* _Task to carry out_
Please give back an exact reproduction of the lines from the one with "if let Some(actor) = self.actors.get_mut(&t.aid)" through the end of the entries below, and no others.

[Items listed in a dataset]
--------------------

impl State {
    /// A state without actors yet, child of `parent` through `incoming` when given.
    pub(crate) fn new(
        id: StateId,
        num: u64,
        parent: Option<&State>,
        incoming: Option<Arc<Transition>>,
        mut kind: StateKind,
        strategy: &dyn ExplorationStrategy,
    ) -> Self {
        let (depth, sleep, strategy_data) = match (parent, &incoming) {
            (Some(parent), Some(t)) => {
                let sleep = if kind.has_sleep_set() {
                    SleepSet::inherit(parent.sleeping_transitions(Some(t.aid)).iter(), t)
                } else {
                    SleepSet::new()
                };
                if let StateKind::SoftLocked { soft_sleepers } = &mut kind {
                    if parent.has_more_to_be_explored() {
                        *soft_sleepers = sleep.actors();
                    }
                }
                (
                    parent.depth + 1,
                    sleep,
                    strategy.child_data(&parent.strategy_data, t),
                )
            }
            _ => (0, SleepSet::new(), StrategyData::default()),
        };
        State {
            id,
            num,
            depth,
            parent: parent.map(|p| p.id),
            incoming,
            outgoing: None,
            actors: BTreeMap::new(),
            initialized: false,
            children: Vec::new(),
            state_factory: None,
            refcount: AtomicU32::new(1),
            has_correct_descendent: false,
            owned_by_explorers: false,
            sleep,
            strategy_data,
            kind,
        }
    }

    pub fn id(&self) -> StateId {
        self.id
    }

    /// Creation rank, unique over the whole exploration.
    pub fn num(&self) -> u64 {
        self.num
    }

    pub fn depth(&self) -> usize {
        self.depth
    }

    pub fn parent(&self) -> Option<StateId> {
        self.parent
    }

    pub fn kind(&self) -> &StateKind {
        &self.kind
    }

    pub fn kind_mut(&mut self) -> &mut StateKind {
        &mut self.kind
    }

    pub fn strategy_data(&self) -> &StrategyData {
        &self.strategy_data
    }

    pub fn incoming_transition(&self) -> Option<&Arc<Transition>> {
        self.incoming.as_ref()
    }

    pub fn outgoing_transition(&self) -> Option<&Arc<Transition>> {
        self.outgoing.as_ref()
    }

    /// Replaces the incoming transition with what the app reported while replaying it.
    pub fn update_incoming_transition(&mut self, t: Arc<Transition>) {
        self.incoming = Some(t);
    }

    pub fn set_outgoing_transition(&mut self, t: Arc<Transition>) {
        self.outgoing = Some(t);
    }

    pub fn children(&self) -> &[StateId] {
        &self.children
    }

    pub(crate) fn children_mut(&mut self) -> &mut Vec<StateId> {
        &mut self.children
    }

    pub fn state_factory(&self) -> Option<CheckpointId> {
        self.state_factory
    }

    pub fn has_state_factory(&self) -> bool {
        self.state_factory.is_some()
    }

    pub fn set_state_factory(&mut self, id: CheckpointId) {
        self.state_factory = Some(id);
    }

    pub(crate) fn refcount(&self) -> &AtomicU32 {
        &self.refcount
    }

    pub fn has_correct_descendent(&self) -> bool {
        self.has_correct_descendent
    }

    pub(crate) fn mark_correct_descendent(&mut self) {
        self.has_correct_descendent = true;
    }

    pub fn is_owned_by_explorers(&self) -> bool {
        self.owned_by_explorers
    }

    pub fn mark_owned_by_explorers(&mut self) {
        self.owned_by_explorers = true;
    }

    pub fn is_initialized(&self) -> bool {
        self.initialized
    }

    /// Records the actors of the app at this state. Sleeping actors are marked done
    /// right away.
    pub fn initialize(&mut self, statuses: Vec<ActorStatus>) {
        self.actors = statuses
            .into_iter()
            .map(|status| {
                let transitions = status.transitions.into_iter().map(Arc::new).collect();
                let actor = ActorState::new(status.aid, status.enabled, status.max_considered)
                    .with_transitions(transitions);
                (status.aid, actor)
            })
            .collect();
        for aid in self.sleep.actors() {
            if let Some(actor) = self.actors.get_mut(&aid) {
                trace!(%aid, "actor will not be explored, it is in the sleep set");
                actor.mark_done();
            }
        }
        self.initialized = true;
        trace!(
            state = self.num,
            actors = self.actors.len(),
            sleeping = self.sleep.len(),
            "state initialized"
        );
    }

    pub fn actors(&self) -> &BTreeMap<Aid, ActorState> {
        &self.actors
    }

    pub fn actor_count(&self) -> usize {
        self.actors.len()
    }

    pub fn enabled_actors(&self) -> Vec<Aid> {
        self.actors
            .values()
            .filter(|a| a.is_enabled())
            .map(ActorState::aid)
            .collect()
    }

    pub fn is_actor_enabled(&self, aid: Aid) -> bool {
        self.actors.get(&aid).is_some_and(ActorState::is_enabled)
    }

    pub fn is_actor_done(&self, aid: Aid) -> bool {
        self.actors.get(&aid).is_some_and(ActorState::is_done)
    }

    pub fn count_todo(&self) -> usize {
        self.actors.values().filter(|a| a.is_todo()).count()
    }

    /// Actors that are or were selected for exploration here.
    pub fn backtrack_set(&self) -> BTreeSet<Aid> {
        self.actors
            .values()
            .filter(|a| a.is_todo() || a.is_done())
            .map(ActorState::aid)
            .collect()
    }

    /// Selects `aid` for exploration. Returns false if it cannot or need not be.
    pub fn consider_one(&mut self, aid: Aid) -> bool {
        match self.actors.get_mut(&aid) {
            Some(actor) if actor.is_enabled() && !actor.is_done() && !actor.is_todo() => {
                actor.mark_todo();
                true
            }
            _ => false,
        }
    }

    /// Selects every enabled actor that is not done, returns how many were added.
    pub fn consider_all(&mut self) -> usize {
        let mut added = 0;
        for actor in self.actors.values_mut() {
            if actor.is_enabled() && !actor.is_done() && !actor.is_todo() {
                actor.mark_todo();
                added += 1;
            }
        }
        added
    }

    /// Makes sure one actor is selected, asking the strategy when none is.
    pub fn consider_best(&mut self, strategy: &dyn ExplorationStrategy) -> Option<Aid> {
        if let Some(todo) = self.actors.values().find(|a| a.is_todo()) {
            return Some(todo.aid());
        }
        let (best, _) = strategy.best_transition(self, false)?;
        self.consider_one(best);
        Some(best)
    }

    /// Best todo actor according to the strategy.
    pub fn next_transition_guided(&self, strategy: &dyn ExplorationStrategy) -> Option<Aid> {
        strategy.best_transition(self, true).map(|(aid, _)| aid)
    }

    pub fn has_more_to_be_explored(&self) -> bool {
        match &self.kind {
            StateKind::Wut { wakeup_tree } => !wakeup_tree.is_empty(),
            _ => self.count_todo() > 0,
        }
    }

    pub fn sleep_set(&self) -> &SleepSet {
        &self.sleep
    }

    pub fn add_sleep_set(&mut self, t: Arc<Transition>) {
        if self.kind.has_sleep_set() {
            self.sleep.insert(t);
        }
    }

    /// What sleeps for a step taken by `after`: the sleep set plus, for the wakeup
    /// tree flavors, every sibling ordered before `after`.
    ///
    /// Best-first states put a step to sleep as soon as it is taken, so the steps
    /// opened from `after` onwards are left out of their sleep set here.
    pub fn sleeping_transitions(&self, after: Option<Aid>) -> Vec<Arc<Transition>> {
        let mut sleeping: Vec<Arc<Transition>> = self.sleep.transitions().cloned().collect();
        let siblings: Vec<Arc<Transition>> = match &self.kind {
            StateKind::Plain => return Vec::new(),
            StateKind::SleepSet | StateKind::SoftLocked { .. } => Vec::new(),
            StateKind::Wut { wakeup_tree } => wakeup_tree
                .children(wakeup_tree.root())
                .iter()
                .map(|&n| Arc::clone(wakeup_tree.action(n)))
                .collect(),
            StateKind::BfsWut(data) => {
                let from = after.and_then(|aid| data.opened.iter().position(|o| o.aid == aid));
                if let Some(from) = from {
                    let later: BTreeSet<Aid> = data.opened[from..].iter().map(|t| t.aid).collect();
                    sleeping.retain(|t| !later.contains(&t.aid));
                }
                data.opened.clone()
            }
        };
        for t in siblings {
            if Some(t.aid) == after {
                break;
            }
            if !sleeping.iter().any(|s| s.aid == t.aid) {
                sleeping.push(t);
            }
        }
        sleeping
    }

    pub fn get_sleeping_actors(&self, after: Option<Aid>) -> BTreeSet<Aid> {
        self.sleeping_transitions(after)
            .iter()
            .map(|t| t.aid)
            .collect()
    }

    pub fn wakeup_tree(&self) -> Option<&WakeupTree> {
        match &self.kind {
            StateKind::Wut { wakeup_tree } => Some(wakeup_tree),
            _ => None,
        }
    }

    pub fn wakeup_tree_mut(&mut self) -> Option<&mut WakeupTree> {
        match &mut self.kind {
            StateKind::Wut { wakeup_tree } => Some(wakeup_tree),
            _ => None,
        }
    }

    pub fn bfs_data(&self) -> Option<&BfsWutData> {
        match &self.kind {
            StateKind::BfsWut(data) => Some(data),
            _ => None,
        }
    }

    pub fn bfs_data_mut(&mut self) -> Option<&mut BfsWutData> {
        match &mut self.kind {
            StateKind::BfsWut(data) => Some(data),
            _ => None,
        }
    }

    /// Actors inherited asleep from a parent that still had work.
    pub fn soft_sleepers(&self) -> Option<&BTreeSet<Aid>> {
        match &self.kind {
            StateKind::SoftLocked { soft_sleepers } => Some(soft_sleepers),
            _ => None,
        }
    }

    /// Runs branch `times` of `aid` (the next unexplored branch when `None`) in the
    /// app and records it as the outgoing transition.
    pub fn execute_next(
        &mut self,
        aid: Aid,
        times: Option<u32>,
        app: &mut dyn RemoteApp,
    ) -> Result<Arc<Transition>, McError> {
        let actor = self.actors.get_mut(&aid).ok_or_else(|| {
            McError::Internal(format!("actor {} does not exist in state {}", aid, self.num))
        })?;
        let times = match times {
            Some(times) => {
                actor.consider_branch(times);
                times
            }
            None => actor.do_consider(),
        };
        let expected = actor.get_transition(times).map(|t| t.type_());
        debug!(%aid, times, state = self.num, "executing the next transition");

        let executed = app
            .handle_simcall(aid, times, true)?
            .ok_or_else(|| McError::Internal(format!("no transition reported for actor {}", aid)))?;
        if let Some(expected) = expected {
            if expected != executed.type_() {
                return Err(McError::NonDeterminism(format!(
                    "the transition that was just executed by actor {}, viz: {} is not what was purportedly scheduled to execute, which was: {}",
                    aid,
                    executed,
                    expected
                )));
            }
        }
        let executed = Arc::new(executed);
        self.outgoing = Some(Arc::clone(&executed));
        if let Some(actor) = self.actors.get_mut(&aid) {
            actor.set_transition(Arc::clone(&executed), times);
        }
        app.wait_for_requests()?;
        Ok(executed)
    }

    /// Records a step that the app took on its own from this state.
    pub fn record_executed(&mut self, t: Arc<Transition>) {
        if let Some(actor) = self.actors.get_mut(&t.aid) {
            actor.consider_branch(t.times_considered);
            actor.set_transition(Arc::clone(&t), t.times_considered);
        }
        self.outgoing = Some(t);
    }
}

--------------------

* _Written answer_
        if let Some(actor) = self.actors.get_mut(&t.aid) {
            actor.consider_branch(t.times_considered);
            actor.set_transition(Arc::clone(&t), t.times_considered);
        }
        self.outgoing = Some(t);
    }
}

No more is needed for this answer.